Though affirmative action and similar preference policies have been banned or in certain cases unconstitutional, DEI programs are still very legal. It should be noted that despite the recent January 2025, executive order titled “Ending Radical and Wasteful Government DEI Programs and Preferencing,” which aims to terminate DEI programs, it is only relevant to practices within the federal government. DEI programs in private companies, educational institutions, and other non-federal entities are still legal.

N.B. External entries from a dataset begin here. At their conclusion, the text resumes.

use std::cell::Cell;
use std::rc::Rc;

use crate::coords::Vec2u;

/// What a render target draws into: a window's default framebuffer, an
/// offscreen texture, or anything else the windowing layer provides.
pub trait RenderSurface {
    /// Pixel size of the drawable area.
    fn size(&self) -> Vec2u;

    /// Whether the surface stores sRGB-encoded color. When true (and the
    /// driver supports it) sRGB conversion is enabled for draws.
    fn is_srgb(&self) -> bool {
        false
    }

    /// Makes (or stops making) the surface's context current. Returning
    /// `false` aborts target activation.
    fn activate(&mut self, _active: bool) -> bool {
        true
    }
}

/// Default framebuffer of an already-current context.
///
/// Clones share the size, so the windowing layer can keep one and report
/// resizes while the render target owns another.
#[derive(Debug, Clone)]
pub struct DefaultFramebuffer {
    size: Rc<Cell<Vec2u>>,
    srgb: bool,
}

impl DefaultFramebuffer {
    pub fn new(size: Vec2u) -> Self {
        Self {
            size: Rc::new(Cell::new(size)),
            srgb: false,
        }
    }

    pub fn with_srgb(mut self, srgb: bool) -> Self {
        self.srgb = srgb;
        self
    }

    pub fn resize(&self, size: Vec2u) {
        self.size.set(size);
    }
}

impl RenderSurface for DefaultFramebuffer {
    fn size(&self) -> Vec2u {
        self.size.get()
    }

    fn is_srgb(&self) -> bool {
        self.srgb
    }
}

DEI Dead at the EEOC: What’s Next for EEOC Enforcement Priorities After Trump Administration Actions
President Donald Trump has made several significant and sudden changes at the Equal Employment Opportunity Commission (“EEOC” or “the Commission”), the agency responsible for enforcing Title VII of the Civil Rights Act of 1964.
First, he appointed current Commissioner Republican Andrea Lucas as new Acting Chair and then removed Karla Gilbride (a nominee of former President Biden) from her role as EEOC General Counsel. Both of these decisions were routine and unsurprising for the start of a new presidential administration. President Trump then removed Commissioners Jocelyn Samuels and Charlotte Burrows, two of the three Democratic commissioners. This move was far from routine and is likely to be challenged in court.
These sweeping changes initiated by President Trump at the EEOC should be seen as a critical element of an ever-expanding goal of government-wide elimination, not just of DEI, but of all forms of affirmative action. This remaking of the EEOC should be viewed in parallel with Trump’s firing of two Democratic Members and the General Counsel at the National Labor Relations Board, revocation of Executive Order 11246, which contractually required covered federal government contractors and subcontractors to meet certain affirmative action obligations, and the possible elimination of the Office of Federal Contract Compliance Programs (“OFCCP”).
The shakeup at the EEOC – particularly, the removal of Samuels and Burrows – is intended to clear the road of challenges that might have inhibited Acting Chair Lucas’s pursuit of her (and President Trump’s) enforcement priorities, including what she described as “rooting out unlawful DEI-motivated race and sex discrimination,” a goal that aligns with Trump’s Executive Orders targeting Diversity, Equity, and Inclusion (DEI).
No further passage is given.